## EXTRACTED ENTRIES
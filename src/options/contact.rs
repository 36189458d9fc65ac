use serde::{Deserialize, Serialize};

#[derive(Debug, Clone, Serialize, Deserialize, PartialEq)]
#[serde(default)]
/// Contact-frequency engine options.
pub struct ContactOptions {
    /// Threshold used when a request carries none and no estimate is
    /// available.
    pub default_distance_threshold: f64,
    /// Upper bound for user-entered and estimated thresholds.
    pub max_distance_threshold: f64,
    /// Estimate a threshold from the first trace's bounding sphere when a
    /// request carries none.
    pub estimate_threshold: bool,
}

impl Default for ContactOptions {
    fn default() -> Self {
        Self {
            default_distance_threshold: 256.0,
            max_distance_threshold: 1e4,
            estimate_threshold: true,
        }
    }
}

impl ContactOptions {
    /// Clamp a threshold to `[0, max_distance_threshold]`. NaN maps to the
    /// default threshold.
    #[must_use]
    pub fn clamp_threshold(&self, threshold: f64) -> f64 {
        if threshold.is_nan() {
            return self.default_distance_threshold;
        }
        threshold.clamp(0.0, self.max_distance_threshold.max(0.0))
    }
}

## TASK OBJECTIVE
Wherever the word "Serialize" appears in the records above, copy that line.

## WRITTEN SOLUTION
use serde::{Deserialize, Serialize};
#[derive(Debug, Clone, Serialize, Deserialize, PartialEq)]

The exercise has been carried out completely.